TASK REQUIREMENTS: Bring together all lines from the listing below that contain the string "without".

>>>

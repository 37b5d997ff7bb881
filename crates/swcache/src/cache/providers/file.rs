//! # File Cache
//!
//! This module implements a durable, file-based cache storage.
//!
//! Layout: `<root>/<hex(partition name)>/<sha256(method:url)>` holds the body
//! and a sibling `.meta` file holds the JSON [`EntryMetadata`].
//!
//! Each write goes through its own uniquely named temp files and is renamed
//! into place. Reads, writes and deletes of one entry are serialized by a
//! per-entry lock shared by every partition handle of a [`FileCacheStorage`],
//! so a reader never pairs one writer's body with another's metadata.
//! Separate storages over the same root do not share these locks.

use std::collections::HashMap;
use std::io::Write;
use std::path::{Path, PathBuf};
use std::sync::Arc;

use async_trait::async_trait;
use bytes::Bytes;
use parking_lot::Mutex;
use tokio::fs;
use tokio::io;
use tokio::sync::{Mutex as AsyncMutex, OwnedMutexGuard};
use tokio::task;
use tracing::{debug, warn};

use crate::cache::providers::{CachePartition, CacheStorage};
use crate::cache::types::{CacheResult, EntryMetadata, RequestKey};
use crate::error::CacheError;
use crate::http::Response;

const META_EXTENSION: &str = "meta";
const TEMP_SUFFIX: &str = ".tmp";

/// Durable cache storage rooted at a directory
#[derive(Debug, Clone)]
pub struct FileCacheStorage {
    root: PathBuf,
    locks: Arc<EntryLocks>,
}

impl FileCacheStorage {
    /// Create a storage rooted at `root`. The directory is created lazily.
    pub fn new(root: impl Into<PathBuf>) -> Self {
        Self {
            root: root.into(),
            locks: Arc::new(EntryLocks::default()),
        }
    }

    pub fn root(&self) -> &Path {
        &self.root
    }

    fn partition_dir(&self, name: &str) -> PathBuf {
        self.root.join(hex::encode(name.as_bytes()))
    }
}

/// Async locks keyed by entry path, dropped once nobody holds or awaits them
#[derive(Debug, Default)]
struct EntryLocks {
    held: Mutex<HashMap<PathBuf, Arc<AsyncMutex<()>>>>,
}

impl EntryLocks {
    async fn acquire(&self, path: &Path) -> EntryGuard<'_> {
        let lock = self.held.lock().entry(path.to_path_buf()).or_default().clone();
        let guard = lock.lock_owned().await;
        EntryGuard {
            locks: self,
            path: path.to_path_buf(),
            guard: Some(guard),
        }
    }

    #[cfg(test)]
    fn len(&self) -> usize {
        self.held.lock().len()
    }
}

struct EntryGuard<'a> {
    locks: &'a EntryLocks,
    path: PathBuf,
    guard: Option<OwnedMutexGuard<()>>,
}

impl Drop for EntryGuard<'_> {
    fn drop(&mut self) {
        let mut held = self.locks.held.lock();
        self.guard.take();
        if held
            .get(&self.path)
            .is_some_and(|lock| Arc::strong_count(lock) == 1)
        {
            held.remove(&self.path);
        }
    }
}

/// Write `contents` to a fresh temp file in `dir` and rename it onto `path`.
/// The temp file is removed on failure.
fn persist(dir: &Path, path: &Path, contents: &[u8]) -> std::io::Result<()> {
    let mut temp = tempfile::Builder::new().suffix(TEMP_SUFFIX).tempfile_in(dir)?;
    temp.write_all(contents)?;
    temp.persist(path)?;
    Ok(())
}

/// Store body then metadata. A body left without its metadata is removed.
fn write_entry(
    dir: &Path,
    data_path: &Path,
    body: &[u8],
    meta_path: &Path,
    metadata: &[u8],
) -> std::io::Result<()> {
    if let Err(e) = persist(dir, data_path, body) {
        warn!(path = ?data_path, error = %e, "Failed to write cache data file");
        return Err(e);
    }

    if let Err(e) = persist(dir, meta_path, metadata) {
        warn!(path = ?meta_path, error = %e, "Failed to write cache metadata file");
        let _ = std::fs::remove_file(data_path);
        return Err(e);
    }

    Ok(())
}

#[async_trait]
impl CacheStorage for FileCacheStorage {
    async fn open(&self, name: &str) -> CacheResult<Arc<dyn CachePartition>> {
        let dir = self.partition_dir(name);
        fs::create_dir_all(&dir).await?;
        Ok(Arc::new(FilePartition {
            name: name.to_string(),
            dir,
            locks: self.locks.clone(),
        }))
    }

    async fn has(&self, name: &str) -> CacheResult<bool> {
        Ok(fs::try_exists(self.partition_dir(name)).await?)
    }

    async fn delete(&self, name: &str) -> CacheResult<bool> {
        let dir = self.partition_dir(name);
        match fs::remove_dir_all(&dir).await {
            Ok(()) => {
                debug!(cache = %name, path = ?dir, "Deleted cache partition directory");
                Ok(true)
            }
            Err(e) if e.kind() == io::ErrorKind::NotFound => Ok(false),
            Err(e) => {
                warn!(cache = %name, path = ?dir, error = %e, "Failed to delete cache partition");
                Err(e.into())
            }
        }
    }

    async fn keys(&self) -> CacheResult<Vec<String>> {
        let mut entries = match fs::read_dir(&self.root).await {
            Ok(entries) => entries,
            Err(e) if e.kind() == io::ErrorKind::NotFound => return Ok(Vec::new()),
            Err(e) => return Err(e.into()),
        };

        let mut names = Vec::new();
        while let Some(entry) = entries.next_entry().await? {
            if !entry.file_type().await?.is_dir() {
                continue;
            }

            let dir_name = entry.file_name();
            let decoded = dir_name
                .to_str()
                .and_then(|s| hex::decode(s).ok())
                .and_then(|bytes| String::from_utf8(bytes).ok());

            match decoded {
                Some(name) => names.push(name),
                None => debug!(path = ?entry.path(), "Skipping foreign directory in cache root"),
            }
        }

        names.sort();
        Ok(names)
    }
}

/// A partition backed by one directory
#[derive(Debug)]
pub struct FilePartition {
    name: String,
    dir: PathBuf,
    locks: Arc<EntryLocks>,
}

impl FilePartition {
    fn data_path(&self, key: &RequestKey) -> PathBuf {
        self.dir.join(key.to_filename())
    }

    fn meta_path(&self, key: &RequestKey) -> PathBuf {
        let mut path = self.data_path(key);
        path.set_extension(META_EXTENSION);
        path
    }

    async fn read_metadata(path: &Path) -> CacheResult<Option<EntryMetadata>> {
        let bytes = match fs::read(path).await {
            Ok(bytes) => bytes,
            Err(e) if e.kind() == io::ErrorKind::NotFound => return Ok(None),
            Err(e) => return Err(e.into()),
        };

        match serde_json::from_slice(&bytes) {
            Ok(meta) => Ok(Some(meta)),
            Err(e) => {
                warn!(path = ?path, error = %e, "Failed to parse cache metadata");
                Ok(None)
            }
        }
    }
}

#[async_trait]
impl CachePartition for FilePartition {
    fn name(&self) -> &str {
        &self.name
    }

    async fn match_key(&self, key: &RequestKey) -> CacheResult<Option<Response>> {
        if !key.is_storable() {
            return Ok(None);
        }

        let data_path = self.data_path(key);
        let _entry = self.locks.acquire(&data_path).await;

        let Some(metadata) = Self::read_metadata(&self.meta_path(key)).await? else {
            return Ok(None);
        };

        let data = match fs::read(&data_path).await {
            Ok(bytes) => bytes,
            Err(e) if e.kind() == io::ErrorKind::NotFound => {
                warn!(path = ?data_path, "Cache metadata without body, treating as miss");
                return Ok(None);
            }
            Err(e) => return Err(e.into()),
        };

        let head = match metadata.head() {
            Ok(head) => head,
            Err(CacheError::InvalidEntry(reason)) => {
                warn!(path = ?data_path, reason = %reason, "Invalid cache metadata, treating as miss");
                return Ok(None);
            }
            Err(e) => return Err(e),
        };
        Ok(Some(Response::from_parts(head, Bytes::from(data))))
    }

    async fn put(&self, key: RequestKey, response: Response) -> CacheResult<()> {
        key.ensure_storable()?;

        let data_path = self.data_path(&key);
        let meta_path = self.meta_path(&key);

        // A partition deleted by a concurrent activation comes back on write.
        fs::create_dir_all(&self.dir).await?;

        let (head, body) = response.into_parts();
        let metadata = EntryMetadata::new(&key, &head, body.len() as u64);
        let metadata_json = serde_json::to_vec(&metadata)?;

        let _entry = self.locks.acquire(&data_path).await;
        let dir = self.dir.clone();
        task::spawn_blocking(move || write_entry(&dir, &data_path, &body, &meta_path, &metadata_json))
            .await
            .map_err(std::io::Error::other)??;

        debug!(cache = %self.name, key = %key, "Successfully cached entry to file");
        Ok(())
    }

    async fn delete(&self, key: &RequestKey) -> CacheResult<bool> {
        let data_path = self.data_path(key);
        let _entry = self.locks.acquire(&data_path).await;

        let meta_result = fs::remove_file(self.meta_path(key)).await;
        let data_result = fs::remove_file(&data_path).await;

        match (meta_result, data_result) {
            (Ok(()), _) => Ok(true),
            (Err(e), _) if e.kind() != io::ErrorKind::NotFound => Err(e.into()),
            (_, Err(e)) if e.kind() != io::ErrorKind::NotFound => Err(e.into()),
            _ => Ok(false),
        }
    }

    async fn keys(&self) -> CacheResult<Vec<RequestKey>> {
        let mut entries = match fs::read_dir(&self.dir).await {
            Ok(entries) => entries,
            Err(e) if e.kind() == io::ErrorKind::NotFound => return Ok(Vec::new()),
            Err(e) => return Err(e.into()),
        };

        let mut keys = Vec::new();
        while let Some(entry) = entries.next_entry().await? {
            let path = entry.path();
            if path.extension().and_then(|ext| ext.to_str()) != Some(META_EXTENSION) {
                continue;
            }

            if let Some(metadata) = Self::read_metadata(&path).await? {
                match metadata.key() {
                    Ok(key) => keys.push(key),
                    Err(CacheError::InvalidEntry(reason)) => {
                        warn!(path = ?path, reason = %reason, "Skipping invalid cache entry")
                    }
                    Err(e) => return Err(e),
                }
            }
        }

        Ok(keys)
    }
}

<<<

TASK RESULT:
/// Store body then metadata. A body left without its metadata is removed.
                warn!(path = ?data_path, "Cache metadata without body, treating as miss");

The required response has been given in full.